-------- GIVEN DATA --------

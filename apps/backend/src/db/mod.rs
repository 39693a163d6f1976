//! SQLite database operations

use std::str::FromStr;
use std::time::Duration;

use chrono::Utc;
use sqlx::sqlite::{SqliteConnectOptions, SqliteJournalMode, SqlitePool, SqlitePoolOptions};
use sqlx::Row;

use crate::error::Result;
use crate::models::*;

const MATERIAL_COLUMNS: &str = "id, title, description, type, status, file_path, content, \
                                source_material_id, created_at, updated_at";
const QUESTION_COLUMNS: &str =
    "id, material_id, question, type, correct_answer, options, explanation, position";
const PROGRESS_COLUMNS: &str = "id, user_id, content_id, completed, progress_percent, score, \
                                attempts, time_spent_seconds, updated_at";

/// Filters for listing materials
#[derive(Debug, Clone, Copy, Default)]
pub struct MaterialFilter {
    pub material_type: Option<MaterialType>,
    pub status: Option<MaterialStatus>,
}

/// Database wrapper with connection pool
#[derive(Clone)]
pub struct Database {
    pool: SqlitePool,
}

impl Database {
    /// Open (creating if needed) the SQLite database and build the pool.
    ///
    /// The parent directory of a file-backed database is created as well.
    pub async fn connect(database_url: &str) -> Result<Self> {
        let options = SqliteConnectOptions::from_str(database_url)?
            .create_if_missing(true)
            .foreign_keys(true)
            .journal_mode(SqliteJournalMode::Wal)
            .busy_timeout(Duration::from_secs(5));

        if let Some(parent) = options.get_filename().parent() {
            if !parent.as_os_str().is_empty() {
                tokio::fs::create_dir_all(parent)
                    .await
                    .map_err(sqlx::Error::Io)?;
            }
        }

        let pool = SqlitePoolOptions::new()
            .max_connections(5)
            .connect_with(options)
            .await?;

        Ok(Self { pool })
    }

    /// Run database migrations
    pub async fn run_migrations(&self) -> Result<()> {
        sqlx::migrate!("./migrations").run(&self.pool).await?;
        Ok(())
    }

    /// Get the connection pool
    pub fn pool(&self) -> &SqlitePool {
        &self.pool
    }

    /// Close every pooled connection. Used on shutdown.
    pub async fn close(&self) {
        self.pool.close().await;
    }

    // === Material Repository ===

    pub async fn create_material(&self, material: &NewMaterial) -> Result<DbMaterial> {
        let now = Utc::now();
        let row = sqlx::query_as::<_, DbMaterial>(&format!(
            r#"
            INSERT INTO materials (title, description, type, status, file_path, content,
                                   source_material_id, created_at, updated_at)
            VALUES (?, ?, ?, ?, ?, ?, ?, ?, ?)
            RETURNING {MATERIAL_COLUMNS}
            "#
        ))
        .bind(&material.title)
        .bind(&material.description)
        .bind(material.material_type.as_str())
        .bind(material.status.as_str())
        .bind(&material.file_path)
        .bind(&material.content)
        .bind(material.source_material_id)
        .bind(now)
        .bind(now)
        .fetch_one(&self.pool)
        .await?;

        Ok(row)
    }

    pub async fn get_material(&self, id: i64) -> Result<Option<DbMaterial>> {
        let row = sqlx::query_as::<_, DbMaterial>(&format!(
            "SELECT {MATERIAL_COLUMNS} FROM materials WHERE id = ?"
        ))
        .bind(id)
        .fetch_optional(&self.pool)
        .await?;

        Ok(row)
    }

    /// List materials, newest first.
    pub async fn list_materials(&self, filter: MaterialFilter) -> Result<Vec<DbMaterial>> {
        let material_type = filter.material_type.map(|t| t.as_str());
        let status = filter.status.map(|s| s.as_str());

        let rows = sqlx::query_as::<_, DbMaterial>(&format!(
            r#"
            SELECT {MATERIAL_COLUMNS}
            FROM materials
            WHERE (? IS NULL OR type = ?)
              AND (? IS NULL OR status = ?)
            ORDER BY created_at DESC, id DESC
            "#
        ))
        .bind(material_type)
        .bind(material_type)
        .bind(status)
        .bind(status)
        .fetch_all(&self.pool)
        .await?;

        Ok(rows)
    }

    /// Write back the editable fields of a material and bump `updated_at`.
    pub async fn update_material(&self, material: &DbMaterial) -> Result<Option<DbMaterial>> {
        let row = sqlx::query_as::<_, DbMaterial>(&format!(
            r#"
            UPDATE materials
            SET title = ?, description = ?, file_path = ?, content = ?, updated_at = ?
            WHERE id = ?
            RETURNING {MATERIAL_COLUMNS}
            "#
        ))
        .bind(&material.title)
        .bind(&material.description)
        .bind(&material.file_path)
        .bind(&material.content)
        .bind(Utc::now())
        .bind(material.id)
        .fetch_optional(&self.pool)
        .await?;

        Ok(row)
    }

    pub async fn set_material_status(
        &self,
        id: i64,
        status: MaterialStatus,
    ) -> Result<Option<DbMaterial>> {
        let row = sqlx::query_as::<_, DbMaterial>(&format!(
            r#"
            UPDATE materials
            SET status = ?, updated_at = ?
            WHERE id = ?
            RETURNING {MATERIAL_COLUMNS}
            "#
        ))
        .bind(status.as_str())
        .bind(Utc::now())
        .bind(id)
        .fetch_optional(&self.pool)
        .await?;

        Ok(row)
    }

    /// Delete a material and its questions in one transaction.
    ///
    /// # Returns
    /// false if no material had that id
    pub async fn delete_material(&self, id: i64) -> Result<bool> {
        let mut tx = self.pool.begin().await?;

        sqlx::query("DELETE FROM questions WHERE material_id = ?")
            .bind(id)
            .execute(&mut *tx)
            .await?;

        let result = sqlx::query("DELETE FROM materials WHERE id = ?")
            .bind(id)
            .execute(&mut *tx)
            .await?;

        tx.commit().await?;
        Ok(result.rows_affected() > 0)
    }

    // === Question Repository ===

    pub async fn list_questions(&self, material_id: i64) -> Result<Vec<DbQuestion>> {
        let rows = sqlx::query_as::<_, DbQuestion>(&format!(
            r#"
            SELECT {QUESTION_COLUMNS}
            FROM questions
            WHERE material_id = ?
            ORDER BY position, id
            "#
        ))
        .bind(material_id)
        .fetch_all(&self.pool)
        .await?;

        Ok(rows)
    }

    pub async fn get_question(&self, id: i64) -> Result<Option<DbQuestion>> {
        let row = sqlx::query_as::<_, DbQuestion>(&format!(
            "SELECT {QUESTION_COLUMNS} FROM questions WHERE id = ?"
        ))
        .bind(id)
        .fetch_optional(&self.pool)
        .await?;

        Ok(row)
    }

    /// Append a question to the end of a material's list.
    pub async fn insert_question(&self, material_id: i64, question: &NewQuestion) -> Result<DbQuestion> {
        let row = sqlx::query_as::<_, DbQuestion>(&format!(
            r#"
            INSERT INTO questions (material_id, question, type, correct_answer, options, explanation, position)
            VALUES (?, ?, ?, ?, ?, ?,
                    (SELECT COALESCE(MAX(position) + 1, 0) FROM questions WHERE material_id = ?))
            RETURNING {QUESTION_COLUMNS}
            "#
        ))
        .bind(material_id)
        .bind(&question.question)
        .bind(question.question_type.as_str())
        .bind(&question.correct_answer)
        .bind(question.options_json())
        .bind(&question.explanation)
        .bind(material_id)
        .fetch_one(&self.pool)
        .await?;

        Ok(row)
    }

    pub async fn update_question(&self, id: i64, question: &NewQuestion) -> Result<Option<DbQuestion>> {
        let row = sqlx::query_as::<_, DbQuestion>(&format!(
            r#"
            UPDATE questions
            SET question = ?, type = ?, correct_answer = ?, options = ?, explanation = ?
            WHERE id = ?
            RETURNING {QUESTION_COLUMNS}
            "#
        ))
        .bind(&question.question)
        .bind(question.question_type.as_str())
        .bind(&question.correct_answer)
        .bind(question.options_json())
        .bind(&question.explanation)
        .bind(id)
        .fetch_optional(&self.pool)
        .await?;

        Ok(row)
    }

    pub async fn delete_question(&self, id: i64) -> Result<bool> {
        let result = sqlx::query("DELETE FROM questions WHERE id = ?")
            .bind(id)
            .execute(&self.pool)
            .await?;

        Ok(result.rows_affected() > 0)
    }

    /// Insert a quiz material and all its questions atomically.
    ///
    /// Either the material and every question are stored, or nothing is.
    pub async fn create_quiz_with_questions(
        &self,
        material: &NewMaterial,
        questions: &[NewQuestion],
    ) -> Result<(DbMaterial, Vec<DbQuestion>)> {
        let now = Utc::now();
        let mut tx = self.pool.begin().await?;

        let stored = sqlx::query_as::<_, DbMaterial>(&format!(
            r#"
            INSERT INTO materials (title, description, type, status, file_path, content,
                                   source_material_id, created_at, updated_at)
            VALUES (?, ?, ?, ?, ?, ?, ?, ?, ?)
            RETURNING {MATERIAL_COLUMNS}
            "#
        ))
        .bind(&material.title)
        .bind(&material.description)
        .bind(material.material_type.as_str())
        .bind(material.status.as_str())
        .bind(&material.file_path)
        .bind(&material.content)
        .bind(material.source_material_id)
        .bind(now)
        .bind(now)
        .fetch_one(&mut *tx)
        .await?;

        let mut stored_questions = Vec::with_capacity(questions.len());
        for (position, question) in questions.iter().enumerate() {
            let row = sqlx::query_as::<_, DbQuestion>(&format!(
                r#"
                INSERT INTO questions (material_id, question, type, correct_answer, options, explanation, position)
                VALUES (?, ?, ?, ?, ?, ?, ?)
                RETURNING {QUESTION_COLUMNS}
                "#
            ))
            .bind(stored.id)
            .bind(&question.question)
            .bind(question.question_type.as_str())
            .bind(&question.correct_answer)
            .bind(question.options_json())
            .bind(&question.explanation)
            .bind(position as i64)
            .fetch_one(&mut *tx)
            .await?;
            stored_questions.push(row);
        }

        tx.commit().await?;
        Ok((stored, stored_questions))
    }

    // === Legacy Quiz Repository ===

    pub async fn create_legacy_quiz(&self, title: &str) -> Result<DbQuiz> {
        let row = sqlx::query_as::<_, DbQuiz>(
            r#"
            INSERT INTO quizzes (title, created_at)
            VALUES (?, ?)
            RETURNING id, title, created_at
            "#,
        )
        .bind(title)
        .bind(Utc::now())
        .fetch_one(&self.pool)
        .await?;

        Ok(row)
    }

    pub async fn list_legacy_quizzes(&self) -> Result<Vec<DbQuiz>> {
        let rows = sqlx::query_as::<_, DbQuiz>(
            "SELECT id, title, created_at FROM quizzes ORDER BY created_at DESC, id DESC",
        )
        .fetch_all(&self.pool)
        .await?;

        Ok(rows)
    }

    // === Progress Repository ===

    pub async fn get_progress(&self, user_id: &str, content_id: &str) -> Result<Option<DbProgress>> {
        let row = sqlx::query_as::<_, DbProgress>(&format!(
            "SELECT {PROGRESS_COLUMNS} FROM progress WHERE user_id = ? AND content_id = ?"
        ))
        .bind(user_id)
        .bind(content_id)
        .fetch_optional(&self.pool)
        .await?;

        Ok(row)
    }

    /// Insert or replace the record for `(user_id, content_id)`.
    pub async fn upsert_progress(&self, progress: &DbProgress) -> Result<DbProgress> {
        let row = sqlx::query_as::<_, DbProgress>(&format!(
            r#"
            INSERT INTO progress (user_id, content_id, completed, progress_percent, score,
                                  attempts, time_spent_seconds, updated_at)
            VALUES (?, ?, ?, ?, ?, ?, ?, ?)
            ON CONFLICT (user_id, content_id) DO UPDATE SET
                completed = excluded.completed,
                progress_percent = excluded.progress_percent,
                score = excluded.score,
                attempts = excluded.attempts,
                time_spent_seconds = excluded.time_spent_seconds,
                updated_at = excluded.updated_at
            RETURNING {PROGRESS_COLUMNS}
            "#
        ))
        .bind(&progress.user_id)
        .bind(&progress.content_id)
        .bind(progress.completed)
        .bind(progress.progress_percent)
        .bind(progress.score)
        .bind(progress.attempts)
        .bind(progress.time_spent_seconds)
        .bind(Utc::now())
        .fetch_one(&self.pool)
        .await?;

        Ok(row)
    }

    /// All progress records for a user, most recently updated first.
    pub async fn list_progress(&self, user_id: &str) -> Result<Vec<DbProgress>> {
        let rows = sqlx::query_as::<_, DbProgress>(&format!(
            r#"
            SELECT {PROGRESS_COLUMNS}
            FROM progress
            WHERE user_id = ?
            ORDER BY updated_at DESC, id DESC
            "#
        ))
        .bind(user_id)
        .fetch_all(&self.pool)
        .await?;

        Ok(rows)
    }

    pub async fn progress_summary(&self, user_id: &str) -> Result<ProgressSummary> {
        let row = sqlx::query(
            r#"
            SELECT COUNT(*) AS total_items,
                   COALESCE(SUM(CASE WHEN completed THEN 1 ELSE 0 END), 0) AS completed_items,
                   AVG(score) AS average_score,
                   COALESCE(SUM(time_spent_seconds), 0) AS total_time_spent_seconds
            FROM progress
            WHERE user_id = ?
            "#,
        )
        .bind(user_id)
        .fetch_one(&self.pool)
        .await?;

        Ok(ProgressSummary {
            user_id: user_id.to_string(),
            total_items: row.try_get("total_items")?,
            completed_items: row.try_get("completed_items")?,
            average_score: row.try_get("average_score")?,
            total_time_spent_seconds: row.try_get("total_time_spent_seconds")?,
        })
    }

    // === Advice Repository ===

    pub async fn insert_advice(
        &self,
        user_id: &str,
        advice_type: AdviceType,
        content: &str,
    ) -> Result<DbAdvice> {
        let row = sqlx::query_as::<_, DbAdvice>(
            r#"
            INSERT INTO advice (user_id, type, content, created_at)
            VALUES (?, ?, ?, ?)
            RETURNING id, user_id, type, content, created_at
            "#,
        )
        .bind(user_id)
        .bind(advice_type.as_str())
        .bind(content)
        .bind(Utc::now())
        .fetch_one(&self.pool)
        .await?;

        Ok(row)
    }

    /// Advice for a user, newest first.
    pub async fn list_advice(&self, user_id: &str) -> Result<Vec<DbAdvice>> {
        let rows = sqlx::query_as::<_, DbAdvice>(
            r#"
            SELECT id, user_id, type, content, created_at
            FROM advice
            WHERE user_id = ?
            ORDER BY created_at DESC, id DESC
            "#,
        )
        .bind(user_id)
        .fetch_all(&self.pool)
        .await?;

        Ok(rows)
    }

    pub async fn delete_advice(&self, id: i64) -> Result<bool> {
        let result = sqlx::query("DELETE FROM advice WHERE id = ?")
            .bind(id)
            .execute(&self.pool)
            .await?;

        Ok(result.rows_affected() > 0)
    }
}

--------

> _BRIEF_
Where the data above reaches the line holding "let status = filter.status.map(|s|", begin printing, and stop after the line holding "WHERE (? IS NULL OR type = ?)". Each line must be reproduced exactly, with nothing else added.

> _RESULT OF THIS TASK_
        let status = filter.status.map(|s| s.as_str());

        let rows = sqlx::query_as::<_, DbMaterial>(&format!(
            r#"
            SELECT {MATERIAL_COLUMNS}
            FROM materials
            WHERE (? IS NULL OR type = ?)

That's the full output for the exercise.